Telat ke sekolah. Telat ke acara keluarga. Telat mengembalikan buku pinjaman. Terlambat menyelesaikan tugas kelompok sehingga teman-temannya yang menanggung. Di balik kebiasaan terlambat yang sering dianggap sepele oleh anak — dan kadang juga oleh orang tua — ada pesan yang diterima orang lain secara konsisten: waktumu tidak penting bagi saya. Dan ini pesan yang sangat merusak hubungan sosial kalau dibiarkan menjadi kebiasaan.
Kenapa menghargai waktu orang lain perlu diajarkan?
Karena ini salah satu fondasi paling dasar dari penghargaan terhadap orang lain. Seseorang yang tepat waktu secara implisit mengatakan: aku menghargai waktumu, aku menganggap pertemuan ini penting. Seseorang yang selalu terlambat mengatakan sebaliknya — meskipun mungkin tidak berniat demikian.
Di budaya Indonesia, keterlambatan kadang dinormalisasi — bahkan punya istilah sendiri: jam karet. Tapi normalisasi ini merugikan. Anak yang tumbuh menganggap terlambat itu wajar akan kesulitan di lingkungan profesional di mana ketepatan waktu adalah standar dasar kompetensi.
Bagaimana mengajarkannya?
Pertama dan paling penting: berikan contoh. Orang tua yang selalu terlambat menjemput anak, yang sering mengundur janji, yang bilang “lima menit lagi” tapi molor setengah jam — mengajarkan bahwa menghargai waktu orang lain itu tidak penting. Anak belajar dari apa yang dilihat, bukan dari apa yang didengar.

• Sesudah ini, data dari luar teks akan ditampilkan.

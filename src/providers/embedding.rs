//! Embedding port and OpenAI-compatible client

use crate::config::{resolve_api_key, EmbeddingConfig};
use crate::error::{Error, Result};
use async_trait::async_trait;
use serde::{Deserialize, Serialize};

/// Turns text into a fixed-dimension vector.
#[async_trait]
pub trait Embedder: Send + Sync {
    async fn embed(&self, text: &str) -> Result<Vec<f32>>;

    /// Dimension every returned vector has
    fn dimension(&self) -> usize;
}

#[derive(Serialize)]
struct EmbeddingRequest<'a> {
    model: &'a str,
    input: &'a str,
}

#[derive(Deserialize)]
struct EmbeddingResponse {
    data: Vec<EmbeddingData>,
}

#[derive(Deserialize)]
struct EmbeddingData {
    embedding: Vec<f32>,
}

/// `POST {base_url}/v1/embeddings`
pub struct HttpEmbedder {
    base_url: String,
    model: String,
    dimension: usize,
    api_key: Option<String>,
    http_client: reqwest::Client,
}

impl HttpEmbedder {
    pub fn new(config: &EmbeddingConfig) -> Self {
        Self {
            base_url: config.base_url.trim_end_matches('/').to_string(),
            model: config.model.clone(),
            dimension: config.dimension,
            api_key: resolve_api_key(config.api_key_env.as_deref()),
            http_client: reqwest::Client::new(),
        }
    }

    fn parse(&self, response: EmbeddingResponse) -> Result<Vec<f32>> {
        let embedding = response
            .data
            .into_iter()
            .next()
            .map(|d| d.embedding)
            .ok_or_else(|| Error::Degradable("No embedding in response".to_string()))?;
        if embedding.len() != self.dimension {
            return Err(Error::DimensionMismatch {
                expected: self.dimension,
                actual: embedding.len(),
            });
        }
        Ok(embedding)
    }
}

#[async_trait]
impl Embedder for HttpEmbedder {
    async fn embed(&self, text: &str) -> Result<Vec<f32>> {
        let url = format!("{}/v1/embeddings", self.base_url);
        let body = EmbeddingRequest {
            model: &self.model,
            input: text,
        };

        let mut req = self.http_client.post(&url).json(&body);
        if let Some(ref key) = self.api_key {
            req = req.bearer_auth(key);
        }

        let response = req.send().await?;
        let status = response.status();
        if !status.is_success() {
            let body_text = response.text().await.unwrap_or_default();
            return Err(Error::Degradable(format!(
                "Embedding API error {}: {}",
                status, body_text
            )));
        }

        let parsed: EmbeddingResponse = response.json().await?;
        self.parse(parsed)
    }

    fn dimension(&self) -> usize {
        self.dimension
    }
}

Kedua, buat ketepatan waktu menjadi kebiasaan dari hal kecil. Bangun tepat waktu setiap pagi. Berangkat sekolah dengan margin waktu yang cukup. Mengembalikan barang pinjaman di hari yang dijanjikan. Kebiasaan kecil ini, kalau dijalani konsisten, membentuk disiplin waktu yang otomatis.
Ketiga, jelaskan dampaknya pada orang lain. “Kalau kamu terlambat ke latihan, teman-temanmu yang sudah datang tepat waktu harus menunggu. Itu tidak adil buat mereka.” Menghubungkan keterlambatan dengan dampak sosial membantu anak memahami bahwa ini bukan hanya soal waktu — ini soal menghormati orang lain.
Keempat, biarkan ada konsekuensi natural. Anak yang terlambat ke acara dan melewatkan bagian yang menyenangkan belajar lebih efektif dari anak yang ditunggu dan diakomodasi setiap kali terlambat. Kelima, ajarkan perencanaan waktu. Bukan sekadar “jangan terlambat” tapi “bagaimana caranya supaya tidak terlambat?” Menghitung mundur dari waktu yang harus tiba, menyiapkan segala sesuatu malam sebelumnya, dan memberi margin untuk hal-hal tak terduga — ini keterampilan praktis yang perlu diajarkan.
Apa peran lingkungan?
Lingkungan yang konsisten menegakkan ketepatan waktu membentuk kebiasaan ini secara natural. Di pesantren, jadwal berjalan dengan sangat terstruktur. Sholat subuh di waktu yang sama setiap hari. Kelas dimulai tepat waktu. Kegiatan sore dimulai tanpa menunggu yang terlambat. Konsistensi ini — yang dijalani selama bertahun-tahun — membentuk disiplin waktu yang sangat kuat.
Banyak alumni pesantren yang menyebutkan bahwa kebiasaan tepat waktu yang terbentuk selama mondok terbawa sampai kehidupan dewasa — di kampus, di kantor, di masyarakat. Bukan karena mengingat aturan pesantren, tapi karena sudah menjadi kebiasaan otomatis.
Pondok Pesantren Darunnajah 2 Cipining di Bogor Barat menjalankan jadwal yang sangat konsisten selama lebih dari tiga dekade. Ketepatan waktu bukan sekadar aturan — ini budaya yang tertanam dari pengulangan harian. Masih ada yang perlu diperbaiki, tapi fondasinya kuat.
Kunjungan kapan saja. Atau hubungi WhatsApp 0812111180.
Menghargai waktu orang lain adalah bentuk penghormatan yang paling sederhana tapi paling sering dilanggar. Dan mengajarkan ini pada anak sejak kecil adalah investasi yang dampaknya terasa di setiap hubungan yang ia jalani seumur hidup.